The World Wide Web (WWW) is a huge, distributed information store. It has been very successful in providing information to users all over the world. The development of protocols such as the Common Gateway Interface (CGI), and technologies such as proxy servers and gateways, have enabled construction of numerous web-based applications, such as collaborative editors and annotation systems.

However, the information retrieved from the web is presented to users on an as-is basis without a "big picture" that associates the structure of the data with the specific application. In other words, users always view the web according to the low-level structure determined by hyperlinks within the web pages that contain the actual information.

A Web View is an abstract structure imposed on the web, rather than defined entirely within the web pages themselves. Different users might have different views of the same subweb; the same user might have different views at different times, appropriate to the task at hand.

We show through some motivating examples that dynamically customizable web views would be very useful. We then present an architecture and an implementation that integrates OODB technology with the web to support views that can be dynamically customized for web-based application systems.

Motivating Examples

Say one physicist wants to use the experimental data posted on the web by another physicist, but in some different way. That is, the data is hyperlinked in a structure that matches the author's understanding of the logical relationships but the reader's perspective is different. The reader should then create a new view over the data to restructure and/or reformat the pages, for human browsing and/or input to computational tools.
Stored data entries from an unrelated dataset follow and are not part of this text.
//! Configuration resolution: default-construct a config, then apply ordered
//! mutation specs.
//!
//! A configurable definition holds a [`ConfigResolver`]; every codec build
//! resolves a fresh configuration, so codecs built from the same definition
//! never observe each other's config instance.

use std::sync::Arc;

use crate::error::{short_type_name, DefinitionError};

/// Default-construct capability for a configuration or segment type, supplied
/// explicitly by the caller (no runtime introspection). Failure carries a
/// human-readable reason.
pub type Factory<T> = Arc<dyn Fn() -> Result<T, String> + Send + Sync>;

/// One ordered mutation applied to a freshly constructed configuration.
pub type ConfigSpec<C> = Arc<dyn Fn(&mut C) + Send + Sync>;

/// Factory backed by the type's `Default` implementation.
pub fn factory_of<T: Default + 'static>() -> Factory<T> {
    Arc::new(|| Ok(T::default()))
}

/// A default-construct factory plus the ordered mutation specs declared so
/// far. Immutable: [`ConfigResolver::with_spec`] returns a sibling.
pub struct ConfigResolver<C> {
    factory: Factory<C>,
    specs: Vec<ConfigSpec<C>>,
}

impl<C> std::fmt::Debug for ConfigResolver<C> {
    fn fmt(&self, f: &mut std::fmt::Formatter<'_>) -> std::fmt::Result {
        f.debug_struct("ConfigResolver")
            .field("specs", &self.specs.len())
            .finish_non_exhaustive()
    }
}

impl<C> Clone for ConfigResolver<C> {
    fn clone(&self) -> Self {
        ConfigResolver {
            factory: Arc::clone(&self.factory),
            specs: self.specs.clone(),
        }
    }
}

impl<C: 'static> ConfigResolver<C> {
    /// Probes the factory once: a configuration type that cannot be
    /// constructed fails here, at declaration time, not at first use.
    pub fn new(factory: Factory<C>) -> Result<Self, DefinitionError> {
        factory().map_err(|reason| DefinitionError::Construction {
            type_name: short_type_name::<C>(),
            reason,
        })?;
        Ok(ConfigResolver {
            factory,
            specs: Vec::new(),
        })
    }

    /// Infallible constructor for config types with a `Default`.
    pub(crate) fn of_default() -> Self
    where
        C: Default,
    {
        ConfigResolver {
            factory: Arc::new(|| Ok(C::default())),
            specs: Vec::new(),
        }
    }

    /// Returns a new resolver with `spec` appended; `self` is unaffected.
    pub fn with_spec(&self, spec: ConfigSpec<C>) -> Self {
        let mut next = self.clone();
        next.specs.push(spec);
        next
    }

    /// Default-construct a fresh `C`, then apply every spec in declaration
    /// order.
    pub fn resolve(&self) -> Result<C, DefinitionError> {
        let mut config = (self.factory)().map_err(|reason| DefinitionError::Construction {
            type_name: short_type_name::<C>(),
            reason,
        })?;
        for spec in &self.specs {
            spec(&mut config);
        }
        Ok(config)
    }
}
Some healthcare systems use WWW to store patient information such as personal data, diagnoses, healthcare history, test results, physician notes, etc. Patients may be admitted to different hospitals within even a short period concerned with a single illness or injury, so logically centralized information may be distributed over multiple websites. Patient data should not be identically visible to all (authorized) users: administrative personnel don't need to see CT images, whereas medical researchers should mine histories and clinical trials anonymously. Thus information should be structured differently for each user role and/or application, preferably dynamically to maximize flexibility as new treatments or studies are considered.

Figure 1

In a software development environment that uses WWW for storage of design documents and source code, the designers and programmers would like to view the software system under development in different ways. The designers should see the system primarily as chapters and sections of design documents, perhaps with hyperlinks to corresponding code. Programmers, on the other hand, should see the system in terms of subsystems, modules and source files, perhaps with hyperlinks to relevant fragments of the design. These two sets of objects may be logically related in hierarchical structures illustrated in Figure 1.
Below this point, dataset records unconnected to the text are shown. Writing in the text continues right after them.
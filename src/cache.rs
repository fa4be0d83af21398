//! Per-field codec cache: a field's codec is built at most once per cache and
//! shared by every segment instance.
//!
//! The cache is an explicit object injected into the segment engine, not
//! ambient global state: independent caches can coexist in one process, and
//! tests get isolation by constructing their own.

use std::any::{Any, TypeId};
use std::collections::HashMap;
use std::fmt;
use std::sync::{Arc, OnceLock, PoisonError, RwLock};

use crate::codec::ArcCodec;
use crate::error::DefinitionError;

/// Identity of one field of one owning type. Used only as a cache key, never
/// serialized.
#[derive(Debug, Clone, PartialEq, Eq, Hash)]
pub struct PropertyKey {
    pub owner: TypeId,
    pub field: &'static str,
}

impl PropertyKey {
    pub fn new<Owner: 'static>(field: &'static str) -> Self {
        PropertyKey {
            owner: TypeId::of::<Owner>(),
            field,
        }
    }
}

type BuildResult = Result<Arc<dyn Any + Send + Sync>, DefinitionError>;
type Slot = Arc<OnceLock<BuildResult>>;

/// Memoizes built field codecs by [`PropertyKey`].
///
/// The map lock is held only to hand out a per-key slot; the build itself
/// runs outside it, so a slow build for one key never serializes unrelated
/// keys. A deterministic build failure is cached like a success.
#[derive(Default)]
pub struct FieldCodecCache {
    slots: RwLock<HashMap<PropertyKey, Slot>>,
}

impl FieldCodecCache {
    pub fn new() -> Self {
        FieldCodecCache::default()
    }

    /// First call for `key` runs `build` exactly once and stores the result;
    /// later calls return the stored codec without invoking `build` again,
    /// including calls racing the first from other threads.
    pub fn get_or_build<T: 'static>(
        &self,
        key: PropertyKey,
        build: impl FnOnce() -> Result<ArcCodec<T>, DefinitionError>,
    ) -> Result<ArcCodec<T>, DefinitionError> {
        let field = key.field;
        let slot = self.slot(key);
        let outcome = slot.get_or_init(|| {
            build().map(|codec| Arc::new(codec) as Arc<dyn Any + Send + Sync>)
        });
        match outcome {
            Ok(any) => any
                .downcast_ref::<ArcCodec<T>>()
                .cloned()
                .ok_or(DefinitionError::CacheTypeConflict { field }),
            Err(e) => Err(e.clone()),
        }
    }

    /// Number of keys with a slot (built, building, or failed).
    pub fn len(&self) -> usize {
        self.slots
            .read()
            .unwrap_or_else(PoisonError::into_inner)
            .len()
    }

    pub fn is_empty(&self) -> bool {
        self.len() == 0
    }

    /// Drops every cached codec; the next use of each key rebuilds.
    pub fn clear(&self) {
        self.slots
            .write()
            .unwrap_or_else(PoisonError::into_inner)
            .clear();
    }

    fn slot(&self, key: PropertyKey) -> Slot {
        if let Some(slot) = self
            .slots
            .read()
            .unwrap_or_else(PoisonError::into_inner)
            .get(&key)
        {
            return Arc::clone(slot);
        }
        let mut slots = self.slots.write().unwrap_or_else(PoisonError::into_inner);
        Arc::clone(slots.entry(key).or_default())
    }
}

impl fmt::Debug for FieldCodecCache {
    fn fmt(&self, f: &mut fmt::Formatter<'_>) -> fmt::Result {
        f.debug_struct("FieldCodecCache")
            .field("entries", &self.len())
            .finish()
    }
}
Finally, suppose the web is used in a training system where an experienced user sets up a "trail" of web visits and operations for novice users to exercise. The view then consists of a temporal series of visits to web pages and encapsulates the operations (input) of the "teacher". To minimize authoring effort, the view might be constructed dynamically by tracing the experienced user's web traversal.

Requirements

The main way to provide customized views of the web is currently through "homepages" with hyperlinks to web pages of interest to the homepage author. A homepage may include queries to search engines (Alta Vista, Lycos, Yahoo, etc.), with limited tracking of web changes, but is relatively static with the hardcoded URLs generally modified by hand. Homepages alone cannot provide application-specific (and thus more powerful) query ability.
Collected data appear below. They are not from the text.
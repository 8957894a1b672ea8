//! The `Any` existential container: a heap box pairing a type descriptor
//! with a payload of that type.
//!
//! Layout is `[metadata pointer | payload]`. For reference-typed contents the
//! payload holds the pointer into the ARC box payload; for value-typed
//! contents the payload holds the bytes themselves. `Any` boxes are never
//! freed by the runtime.

use libc::c_void;
use std::fmt::Write;
use std::mem;
use std::ptr;

use crate::fatal::{self, rt_assert};
use crate::metadata::{self, TypeMetadata};

/// Header of an `Any` box; the payload follows it in the same allocation.
#[repr(C)]
pub struct AnyBox {
    pub type_metadata: *const TypeMetadata,
}

const HEADER_SIZE: usize = mem::size_of::<AnyBox>();

/// Allocate an `Any` box for `metadata` with an uninitialized (zero-filled)
/// payload.
///
/// # Safety
/// `metadata` must point to a valid descriptor.
pub unsafe fn create(metadata: *const TypeMetadata) -> *mut AnyBox {
    rt_assert!(!metadata.is_null());
    let size = unsafe { (*metadata).size_in_bytes() };
    let any = fatal::alloc(HEADER_SIZE + size) as *mut AnyBox;
    unsafe { (*any).type_metadata = metadata };
    any
}

/// Pointer to the payload, immediately after the header.
///
/// # Safety
/// `any` must be a box returned by [`create`].
pub unsafe fn value_ptr(any: *mut AnyBox) -> *mut c_void {
    unsafe { (any as *mut u8).add(HEADER_SIZE) as *mut c_void }
}

/// Copy an `Any` according to its contents' semantics: reference types share
/// the box, value types get fresh storage with the payload bytes copied.
///
/// # Safety
/// `any` must be a valid box with a valid descriptor.
pub unsafe fn copy(any: *mut AnyBox) -> *mut AnyBox {
    let metadata = unsafe { (*any).type_metadata };
    if unsafe { (*metadata).is_reference_type } != 0 {
        return any;
    }
    let fresh = unsafe { create(metadata) };
    unsafe {
        ptr::copy_nonoverlapping(
            value_ptr(any) as *const u8,
            value_ptr(fresh) as *mut u8,
            (*metadata).size_in_bytes(),
        );
    }
    fresh
}

/// Pointer to field `field` of the contained value. Reference-typed contents
/// are dereferenced one level first, so the offset lands inside the ARC
/// payload.
///
/// # Safety
/// `any` must be a valid box; for reference-typed contents the payload must
/// hold a live ARC payload pointer.
pub unsafe fn field_value_ptr(any: *mut AnyBox, field: u64) -> *mut c_void {
    let metadata = unsafe { (*any).type_metadata };
    let field_meta = unsafe { (*metadata).field_metadata(field) };
    let mut base = unsafe { value_ptr(any) };
    if unsafe { (*metadata).is_reference_type } != 0 {
        base = unsafe { *(base as *mut *mut c_void) };
        rt_assert!(!base.is_null());
    }
    unsafe { (base as *mut u8).add(field_meta.offset) as *mut c_void }
}

/// Extract field `field` into its own freshly allocated `Any`.
///
/// # Safety
/// Same requirements as [`field_value_ptr`].
pub unsafe fn extract_field(any: *mut AnyBox, field: u64) -> *mut AnyBox {
    let metadata = unsafe { (*any).type_metadata };
    let field_meta = unsafe { (*metadata).field_metadata(field) };
    let fresh = unsafe { create(field_meta.type_metadata) };
    unsafe {
        ptr::copy_nonoverlapping(
            field_value_ptr(any, field) as *const u8,
            value_ptr(fresh) as *mut u8,
            (*field_meta.type_metadata).size_in_bytes(),
        );
    }
    fresh
}

/// Overwrite field `field` with the value inside `new_value`. The static
/// field type must match `new_value`'s descriptor exactly.
///
/// # Safety
/// Same requirements as [`field_value_ptr`]; `new_value` must be a valid box.
pub unsafe fn update_field(any: *mut AnyBox, field: u64, new_value: *mut AnyBox) {
    let metadata = unsafe { (*any).type_metadata };
    let field_meta = unsafe { (*metadata).field_metadata(field) };
    let new_metadata = unsafe { (*new_value).type_metadata };
    if !ptr::eq(field_meta.type_metadata, new_metadata) {
        unsafe { metadata::report_cast_error(field_meta.type_metadata, new_metadata) };
    }
    unsafe {
        ptr::copy_nonoverlapping(
            value_ptr(new_value) as *const u8,
            field_value_ptr(any, field) as *mut u8,
            (*new_metadata).size_in_bytes(),
        );
    }
}

/// True iff the box's descriptor is pointer-equal to `metadata`.
///
/// # Safety
/// `any` must be a valid box.
pub unsafe fn check_types(any: *mut AnyBox, metadata: *const TypeMetadata) -> bool {
    ptr::eq(unsafe { (*any).type_metadata }, metadata)
}

/// Return the payload pointer if the descriptor matches, abort otherwise.
///
/// # Safety
/// `any` must be a valid box; `metadata` must be a valid descriptor.
pub unsafe fn checked_cast(any: *mut AnyBox, metadata: *const TypeMetadata) -> *mut c_void {
    if !unsafe { check_types(any, metadata) } {
        unsafe { metadata::report_cast_error((*any).type_metadata, metadata) };
    }
    unsafe { value_ptr(any) }
}

/// Nil test: pointer-typed contents are never nil; otherwise the first
/// machine word of the payload decides.
///
/// # Safety
/// `any` must be a valid box with a payload of at least one machine word.
pub unsafe fn is_nil(any: *mut AnyBox) -> bool {
    let metadata = unsafe { (*any).type_metadata };
    rt_assert!(!metadata.is_null());
    if unsafe { (*metadata).pointer_level } > 0 {
        return false;
    }
    unsafe { *(value_ptr(any) as *const usize) == 0 }
}

/// Render the box for debug inspection. `Int`, `Bool`, and pointer-named
/// payloads are rendered as values; other payloads are left opaque.
///
/// # Safety
/// `any` must be a valid box with a valid descriptor graph.
pub unsafe fn dump(any: *mut AnyBox) -> String {
    let metadata = unsafe { (*any).type_metadata };
    let mut out = String::new();
    let _ = writeln!(out, "AnyBox {{");
    for line in unsafe { (*metadata).dump() }.lines() {
        let _ = writeln!(out, "  {}", line);
    }
    let name = unsafe { (*metadata).name() }.to_string_lossy();
    let value = unsafe { value_ptr(any) };
    if name == "Int" {
        let _ = writeln!(out, "  value: {}", unsafe { *(value as *const i64) });
    } else if name == "Bool" {
        let _ = writeln!(out, "  value: {}", unsafe { *(value as *const u8) } != 0);
    } else if name.starts_with('*') {
        let _ = writeln!(out, "  value: {:p}", unsafe { *(value as *const *const c_void) });
    }
    out.push('}');
    out
}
We identify some essential requirements for dynamically customizable web views:

The architecture presented in this paper uses Object Oriented Databases (OODB) to perform the core functionalities including view and meta-information storage and query processing. OODBs provide a suitable data model for WWW artifacts: web data is presented by attributed objects with referential and composite relationships, in addition to page content and embedded hyperlinks. Also, the rich set of associative and/or navigational functions provided by most OODBs enables powerful search capabilities. Our architecture does not require modifications to current Web protocols or browsers.

System Architecture

Figure 2

The system architecture design is the key issue in supporting dynamically customizable views on the web. Our system architecture is shown in Figure 2. It consists of three major components:

In addition to the architecture, we also introduce the concept of embedded method of web objects. An embedded method is defined in the form of an "unknown tag" in HTML. The specification of HTML defines that "unknown tags" should be ignored by browsers, therefore it will not be shown via a normal access. But when the web object is accessed by the View Processor, the View Processor may understand the information carried by the embedded methods. The information can be an attribute value that describes characteristics of the web object or can be the definition of an update operation. For example:


	<TITLE> Example of Embedded Methods </TITLE>
	<H1> Example of Embedded Methods </H1>

	<EMETH type=attribute name=author 
		 value=jyang@cs.columbia.edu>
	<EMETH system=DKWEB type=operation name=NewComment 
		 npara=2 para1=from para2=content method=GET
		 operator=http://www.cs.columbia.edu/~jyang/cgi-bin/sendmail.cgi>
	...
 

Embedded methods are meant to make the web pages Objects. Currently the web pages are mostly hyperlinked passive data (which is what they were initially designed for). In order to use the web as an OODB, we need them to have abilities to provide attribute values and operation methods like an object has.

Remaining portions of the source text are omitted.